───── The data

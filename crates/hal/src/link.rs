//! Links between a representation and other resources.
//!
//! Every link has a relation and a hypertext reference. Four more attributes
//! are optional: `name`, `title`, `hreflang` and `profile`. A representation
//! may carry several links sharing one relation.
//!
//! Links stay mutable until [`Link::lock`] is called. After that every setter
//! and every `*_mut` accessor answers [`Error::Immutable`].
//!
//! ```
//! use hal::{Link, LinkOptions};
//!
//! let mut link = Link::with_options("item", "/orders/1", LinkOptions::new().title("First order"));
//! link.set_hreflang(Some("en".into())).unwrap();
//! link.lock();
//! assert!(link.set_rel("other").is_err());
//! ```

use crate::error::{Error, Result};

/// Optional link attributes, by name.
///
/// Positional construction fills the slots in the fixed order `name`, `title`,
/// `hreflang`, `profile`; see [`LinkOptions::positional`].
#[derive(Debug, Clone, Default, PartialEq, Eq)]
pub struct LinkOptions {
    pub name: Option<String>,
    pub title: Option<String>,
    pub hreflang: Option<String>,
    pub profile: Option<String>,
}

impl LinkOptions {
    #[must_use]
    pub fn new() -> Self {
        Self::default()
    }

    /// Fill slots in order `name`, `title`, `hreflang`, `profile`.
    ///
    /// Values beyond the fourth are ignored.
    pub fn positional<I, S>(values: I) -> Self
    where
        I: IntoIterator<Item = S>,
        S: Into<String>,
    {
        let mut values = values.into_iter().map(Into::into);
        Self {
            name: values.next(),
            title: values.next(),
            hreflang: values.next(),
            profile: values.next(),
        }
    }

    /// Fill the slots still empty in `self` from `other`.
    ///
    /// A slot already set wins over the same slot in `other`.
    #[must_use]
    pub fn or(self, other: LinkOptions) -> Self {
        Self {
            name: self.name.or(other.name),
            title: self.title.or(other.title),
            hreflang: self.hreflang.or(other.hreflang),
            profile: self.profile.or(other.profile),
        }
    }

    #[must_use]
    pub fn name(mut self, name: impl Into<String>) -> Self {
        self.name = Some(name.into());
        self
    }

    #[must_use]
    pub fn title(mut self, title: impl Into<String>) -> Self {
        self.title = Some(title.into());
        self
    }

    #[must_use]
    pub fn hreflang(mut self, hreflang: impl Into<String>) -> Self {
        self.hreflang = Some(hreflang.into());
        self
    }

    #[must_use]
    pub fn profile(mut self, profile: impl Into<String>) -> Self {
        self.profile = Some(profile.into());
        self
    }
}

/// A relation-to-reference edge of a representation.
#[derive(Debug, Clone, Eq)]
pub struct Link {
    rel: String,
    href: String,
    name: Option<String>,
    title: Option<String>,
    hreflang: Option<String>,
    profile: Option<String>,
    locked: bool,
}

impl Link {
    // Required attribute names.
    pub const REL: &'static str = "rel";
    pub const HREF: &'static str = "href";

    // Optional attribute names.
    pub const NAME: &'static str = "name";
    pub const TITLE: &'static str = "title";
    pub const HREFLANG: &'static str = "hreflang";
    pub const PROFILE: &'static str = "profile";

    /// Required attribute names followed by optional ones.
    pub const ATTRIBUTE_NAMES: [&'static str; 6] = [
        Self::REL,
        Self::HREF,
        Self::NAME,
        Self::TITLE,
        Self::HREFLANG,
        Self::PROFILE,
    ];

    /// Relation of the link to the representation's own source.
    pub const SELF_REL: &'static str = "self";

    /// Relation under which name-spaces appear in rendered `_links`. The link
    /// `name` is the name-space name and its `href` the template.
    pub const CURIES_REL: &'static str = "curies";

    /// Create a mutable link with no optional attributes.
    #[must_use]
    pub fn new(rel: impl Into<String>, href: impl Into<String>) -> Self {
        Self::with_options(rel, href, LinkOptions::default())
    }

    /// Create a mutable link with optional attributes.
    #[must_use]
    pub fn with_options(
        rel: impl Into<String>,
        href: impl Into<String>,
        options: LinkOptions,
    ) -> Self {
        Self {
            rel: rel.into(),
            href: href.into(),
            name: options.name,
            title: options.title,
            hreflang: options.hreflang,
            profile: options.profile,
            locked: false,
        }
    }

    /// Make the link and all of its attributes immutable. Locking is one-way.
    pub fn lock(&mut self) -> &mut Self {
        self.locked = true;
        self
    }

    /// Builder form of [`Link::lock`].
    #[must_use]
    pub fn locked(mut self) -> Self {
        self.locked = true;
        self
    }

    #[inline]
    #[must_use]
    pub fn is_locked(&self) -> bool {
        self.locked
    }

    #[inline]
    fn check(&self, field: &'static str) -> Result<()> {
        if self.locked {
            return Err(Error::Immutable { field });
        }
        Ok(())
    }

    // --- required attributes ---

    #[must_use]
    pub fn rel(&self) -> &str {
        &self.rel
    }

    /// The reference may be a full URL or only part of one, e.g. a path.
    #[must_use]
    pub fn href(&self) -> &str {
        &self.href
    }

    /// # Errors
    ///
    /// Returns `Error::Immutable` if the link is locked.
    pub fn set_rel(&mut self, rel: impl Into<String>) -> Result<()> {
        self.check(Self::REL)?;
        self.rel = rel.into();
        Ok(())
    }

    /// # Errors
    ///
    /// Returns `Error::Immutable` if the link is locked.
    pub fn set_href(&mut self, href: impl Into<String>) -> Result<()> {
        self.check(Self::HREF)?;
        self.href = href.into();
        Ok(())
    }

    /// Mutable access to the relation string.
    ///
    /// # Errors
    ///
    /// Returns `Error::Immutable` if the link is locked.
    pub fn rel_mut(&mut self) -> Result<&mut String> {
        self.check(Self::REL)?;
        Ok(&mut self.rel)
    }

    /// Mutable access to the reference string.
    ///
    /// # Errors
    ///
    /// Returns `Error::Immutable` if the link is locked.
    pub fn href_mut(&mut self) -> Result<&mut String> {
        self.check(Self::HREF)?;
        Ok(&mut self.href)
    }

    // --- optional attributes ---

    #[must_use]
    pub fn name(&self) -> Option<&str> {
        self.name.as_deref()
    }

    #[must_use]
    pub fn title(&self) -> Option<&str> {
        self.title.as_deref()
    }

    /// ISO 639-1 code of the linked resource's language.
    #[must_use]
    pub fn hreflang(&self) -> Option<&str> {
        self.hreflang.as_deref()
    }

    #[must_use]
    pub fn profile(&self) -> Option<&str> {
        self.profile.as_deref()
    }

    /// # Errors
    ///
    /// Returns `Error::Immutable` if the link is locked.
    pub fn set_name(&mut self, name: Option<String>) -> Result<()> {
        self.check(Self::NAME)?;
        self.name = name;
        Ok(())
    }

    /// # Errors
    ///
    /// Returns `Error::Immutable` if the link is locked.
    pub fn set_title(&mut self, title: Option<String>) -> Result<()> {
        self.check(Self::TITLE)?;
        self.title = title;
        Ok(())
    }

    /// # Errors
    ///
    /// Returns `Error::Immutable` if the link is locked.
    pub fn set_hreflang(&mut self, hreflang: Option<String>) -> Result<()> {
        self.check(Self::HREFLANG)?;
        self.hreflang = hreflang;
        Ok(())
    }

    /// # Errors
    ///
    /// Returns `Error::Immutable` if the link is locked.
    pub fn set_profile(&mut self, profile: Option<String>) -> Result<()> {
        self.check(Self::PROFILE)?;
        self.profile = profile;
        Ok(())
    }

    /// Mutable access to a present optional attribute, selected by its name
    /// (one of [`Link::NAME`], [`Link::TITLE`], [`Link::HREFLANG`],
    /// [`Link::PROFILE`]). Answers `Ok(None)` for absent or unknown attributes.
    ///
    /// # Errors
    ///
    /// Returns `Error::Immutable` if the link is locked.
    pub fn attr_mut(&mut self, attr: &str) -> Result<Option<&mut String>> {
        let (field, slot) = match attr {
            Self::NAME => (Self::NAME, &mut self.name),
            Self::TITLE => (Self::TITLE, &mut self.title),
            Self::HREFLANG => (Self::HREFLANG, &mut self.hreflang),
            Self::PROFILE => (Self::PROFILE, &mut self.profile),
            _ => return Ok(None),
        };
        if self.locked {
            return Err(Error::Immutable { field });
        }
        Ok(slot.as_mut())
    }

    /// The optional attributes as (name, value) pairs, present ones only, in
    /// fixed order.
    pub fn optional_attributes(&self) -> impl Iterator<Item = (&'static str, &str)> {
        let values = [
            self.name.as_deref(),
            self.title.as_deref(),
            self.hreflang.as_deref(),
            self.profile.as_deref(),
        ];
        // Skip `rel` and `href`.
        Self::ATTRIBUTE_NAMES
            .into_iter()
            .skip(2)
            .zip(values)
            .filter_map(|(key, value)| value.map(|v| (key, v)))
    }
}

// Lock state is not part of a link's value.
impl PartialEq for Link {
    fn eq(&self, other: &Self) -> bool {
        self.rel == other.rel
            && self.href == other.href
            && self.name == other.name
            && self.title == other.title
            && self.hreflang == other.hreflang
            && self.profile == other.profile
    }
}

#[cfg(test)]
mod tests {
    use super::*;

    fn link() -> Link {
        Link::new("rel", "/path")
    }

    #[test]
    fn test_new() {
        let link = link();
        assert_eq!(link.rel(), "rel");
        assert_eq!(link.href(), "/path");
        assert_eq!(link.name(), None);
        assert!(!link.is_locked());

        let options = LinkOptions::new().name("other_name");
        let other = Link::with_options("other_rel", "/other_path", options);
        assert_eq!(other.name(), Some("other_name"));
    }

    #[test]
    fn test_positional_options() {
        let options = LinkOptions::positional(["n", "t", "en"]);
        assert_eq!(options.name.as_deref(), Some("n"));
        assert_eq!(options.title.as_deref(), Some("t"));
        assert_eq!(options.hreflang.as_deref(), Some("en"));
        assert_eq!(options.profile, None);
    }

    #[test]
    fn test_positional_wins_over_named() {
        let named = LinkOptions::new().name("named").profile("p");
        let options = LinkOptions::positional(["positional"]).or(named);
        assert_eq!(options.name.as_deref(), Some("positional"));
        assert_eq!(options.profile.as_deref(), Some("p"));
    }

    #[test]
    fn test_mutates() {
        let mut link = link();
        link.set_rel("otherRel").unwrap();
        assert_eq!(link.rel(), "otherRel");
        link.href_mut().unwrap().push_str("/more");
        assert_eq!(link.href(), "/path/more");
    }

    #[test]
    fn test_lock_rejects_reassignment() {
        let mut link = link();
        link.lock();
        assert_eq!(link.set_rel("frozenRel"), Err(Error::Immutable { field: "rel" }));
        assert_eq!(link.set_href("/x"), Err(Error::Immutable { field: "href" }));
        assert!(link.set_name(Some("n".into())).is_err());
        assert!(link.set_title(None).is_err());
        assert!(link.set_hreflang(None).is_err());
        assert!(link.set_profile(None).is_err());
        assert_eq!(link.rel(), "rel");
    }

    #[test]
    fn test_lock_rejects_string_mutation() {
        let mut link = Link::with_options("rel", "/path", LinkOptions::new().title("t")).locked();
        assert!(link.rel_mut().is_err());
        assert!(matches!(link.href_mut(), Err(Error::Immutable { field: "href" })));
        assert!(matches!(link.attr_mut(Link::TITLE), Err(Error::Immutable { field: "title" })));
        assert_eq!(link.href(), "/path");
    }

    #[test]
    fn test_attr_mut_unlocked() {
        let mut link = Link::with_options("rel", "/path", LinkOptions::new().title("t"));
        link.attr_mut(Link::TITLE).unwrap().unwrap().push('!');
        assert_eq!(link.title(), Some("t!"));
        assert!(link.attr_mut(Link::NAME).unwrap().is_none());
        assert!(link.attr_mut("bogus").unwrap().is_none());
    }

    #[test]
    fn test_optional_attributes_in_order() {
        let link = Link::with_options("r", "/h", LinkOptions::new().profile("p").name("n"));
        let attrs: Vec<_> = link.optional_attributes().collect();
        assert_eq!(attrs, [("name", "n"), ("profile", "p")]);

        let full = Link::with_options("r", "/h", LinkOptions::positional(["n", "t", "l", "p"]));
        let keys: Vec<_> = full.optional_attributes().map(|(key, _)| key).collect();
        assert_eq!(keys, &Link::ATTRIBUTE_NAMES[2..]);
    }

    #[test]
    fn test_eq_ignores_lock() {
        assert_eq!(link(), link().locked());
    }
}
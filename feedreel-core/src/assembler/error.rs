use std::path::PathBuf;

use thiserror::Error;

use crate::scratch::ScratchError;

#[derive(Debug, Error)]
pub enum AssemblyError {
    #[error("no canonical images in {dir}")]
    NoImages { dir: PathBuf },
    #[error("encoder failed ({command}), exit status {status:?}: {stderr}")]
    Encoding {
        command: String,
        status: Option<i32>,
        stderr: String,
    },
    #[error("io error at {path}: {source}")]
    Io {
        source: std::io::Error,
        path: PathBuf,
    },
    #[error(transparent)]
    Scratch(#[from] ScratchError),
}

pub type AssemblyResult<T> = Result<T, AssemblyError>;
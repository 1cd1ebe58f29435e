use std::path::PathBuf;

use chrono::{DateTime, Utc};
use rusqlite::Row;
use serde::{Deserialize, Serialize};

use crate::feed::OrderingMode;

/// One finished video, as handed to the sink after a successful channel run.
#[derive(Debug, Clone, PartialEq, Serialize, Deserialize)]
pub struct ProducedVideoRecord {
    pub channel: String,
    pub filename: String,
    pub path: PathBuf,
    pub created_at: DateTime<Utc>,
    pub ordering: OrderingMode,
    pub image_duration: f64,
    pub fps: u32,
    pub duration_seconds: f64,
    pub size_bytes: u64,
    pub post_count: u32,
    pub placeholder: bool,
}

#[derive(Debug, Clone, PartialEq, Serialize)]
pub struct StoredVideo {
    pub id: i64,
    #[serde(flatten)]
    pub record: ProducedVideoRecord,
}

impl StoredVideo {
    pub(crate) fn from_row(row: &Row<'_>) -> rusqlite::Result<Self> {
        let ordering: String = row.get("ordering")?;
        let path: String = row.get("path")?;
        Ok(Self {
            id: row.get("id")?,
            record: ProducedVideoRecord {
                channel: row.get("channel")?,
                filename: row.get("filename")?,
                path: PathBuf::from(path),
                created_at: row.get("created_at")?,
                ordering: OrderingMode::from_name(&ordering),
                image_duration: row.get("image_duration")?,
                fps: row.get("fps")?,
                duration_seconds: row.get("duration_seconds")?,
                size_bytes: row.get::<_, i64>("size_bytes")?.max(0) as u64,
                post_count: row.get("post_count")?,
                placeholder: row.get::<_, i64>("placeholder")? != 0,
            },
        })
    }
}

──────────

### [Required action]
The response must consist of the lines above, from the first one through the line containing "that every setter", reproduced exactly.

### [Answer to this exercise]
filename crates/hal/src/link.rs
//! Links between a representation and other resources.
//!
//! Every link has a relation and a hypertext reference. Four more attributes
//! are optional: `name`, `title`, `hreflang` and `profile`. A representation
//! may carry several links sharing one relation.
//!
//! Links stay mutable until [`Link::lock`] is called. After that every setter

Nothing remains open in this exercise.